A argumentação central questiona como a Lei das Inelegibilidades deve ser aplicada ao caso de Arruda. Segundo o autor, diferentes processos, com objetos e períodos distintos, impediriam a contagem conjunta das condenações para fim de inelegibilidade. Domingues também contesta a aplicação das novas regras, pedindo que as condenações ocorridas antes de alterações legislativas mantenham seus efeitos. O TRE-DF, de acordo com o processo, decidirá se os prazos de inelegibilidade já foram cumpridos ou permanecem válidos.

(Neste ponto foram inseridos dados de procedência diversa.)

//! # Review Bot CLI
//!
//! Command-line interface for reminding reviewers about open merge requests
//! and pull requests.
//!
//! The reminder is printed to stdout and, when a webhook is configured,
//! posted to a Slack or Mattermost channel. Logs go to stderr.
//!
//! # Commands
//!
//! - `remind` - Collect the open requests of a project and post the reminder
//! - `config` - Manage configuration files
//!
//! # Examples
//!
//! ```bash
//! # Remind the reviewers of a GitLab project
//! review-bot remind --host gitlab.com --token <token> --project 2009901 \
//!     --reviewers reviewers.json --webhook <url> --channel reviews
//!
//! # Remind the reviewers of a GitHub repository
//! review-bot remind --host github.com --project sj14/review-bot
//!
//! # Initialize configuration
//! review-bot config init
//! ```

#![deny(missing_docs)]

use std::process::{ExitCode, Termination};

use clap::{Parser, Subcommand};
use tracing::{error, info, instrument};

/// Command implementations for the CLI.
mod commands;

/// Configuration management for the CLI.
mod config;

/// Error types specific to the CLI.
mod errors;

use commands::{config_cmd::ConfigCommands, remind::RemindArgs};
use errors::CliError;
use tracing_subscriber::{filter::LevelFilter, fmt, prelude::*, EnvFilter};

/// Environment variable holding the log filter, e.g. `review_bot_core=trace`
const LOG_ENV_VAR: &str = "REVIEW_BOT_LOG";

/// Command-line interface structure for the review bot.
#[derive(Parser)]
#[command(author, version, about, long_about = None)]
struct Cli {
    /// Enable verbose output
    #[arg(short, long, global = true)]
    verbose: bool,

    /// The subcommand to execute
    #[command(subcommand)]
    command: Commands,
}

/// Available commands for the review bot CLI.
#[derive(Subcommand)]
enum Commands {
    /// Post a review reminder for a project
    Remind(RemindArgs),

    /// Manage configuration
    #[command(subcommand)]
    Config(ConfigCommands),
}

/// Sets up logging to stderr.
///
/// The filter is read from `REVIEW_BOT_LOG` and defaults to warnings only.
/// `--verbose` raises it to debug.
fn init_logging(verbose: bool) {
    let mut filter =
        EnvFilter::try_from_env(LOG_ENV_VAR).unwrap_or_else(|_| EnvFilter::new("warn"));
    if verbose {
        filter = filter.add_directive(LevelFilter::DEBUG.into());
    }

    tracing_subscriber::registry()
        .with(fmt::layer().pretty().with_writer(std::io::stderr))
        .with(filter)
        .init();
}

/// Runs the selected command.
#[instrument(skip(cli))]
async fn run(cli: Cli) -> Result<(), CliError> {
    match cli.command {
        Commands::Remind(args) => {
            if let Err(e) = commands::remind::execute(args).await {
                error!("Error sending the reminder: {}", e);
                return Err(e);
            }
        }
        Commands::Config(cmd) => {
            if let Err(e) = commands::config_cmd::execute(cmd).await {
                error!("Error executing config command: {}", e);
                return Err(e);
            }
        }
    }

    Ok(())
}

/// Main entry point for the review bot CLI.
///
/// Exits with 2 on configuration errors, 3 on authentication errors, 4 on
/// network errors and 5 on invalid arguments.
#[tokio::main]
async fn main() -> ExitCode {
    let cli = Cli::parse();
    init_logging(cli.verbose);

    if cli.verbose {
        info!("Verbose mode enabled");
    }

    match run(cli).await {
        Ok(()) => ExitCode::SUCCESS,
        Err(e) => {
            eprintln!("{}", e);
            e.report()
        }
    }
}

Entre os pontos apresentados, a ação indica impacto financeiro de aproximadamente R$ 645,1 milhões, valor resultante da atualização dos débitos devidos ao poder público em razão das condenações citadas. Esse montante, porém, não determina sozinho a possibilidade de prosseguir na disputa, pois a legislação eleitoral exige análise individualizada das condições de cada candidato. O prazo para registros de candidatura terminou recentemente, e Arruda foi inscrito para concorrer ao cargo.
Arruda respondeu afirmando que a ação “não tem pé nem cabeça” e atribuiu a iniciativa judicial a uma tentativa do grupo da governadora Celina Leão (PP) de barrar sua candidatura. O ex-governador relacionou Domingues às administrações de Ibaneis Rocha e Celina Leão. Nos próximos passos, caberá à Justiça Eleitoral analisar o pedido, cabendo defesa de Arruda durante o trâmite.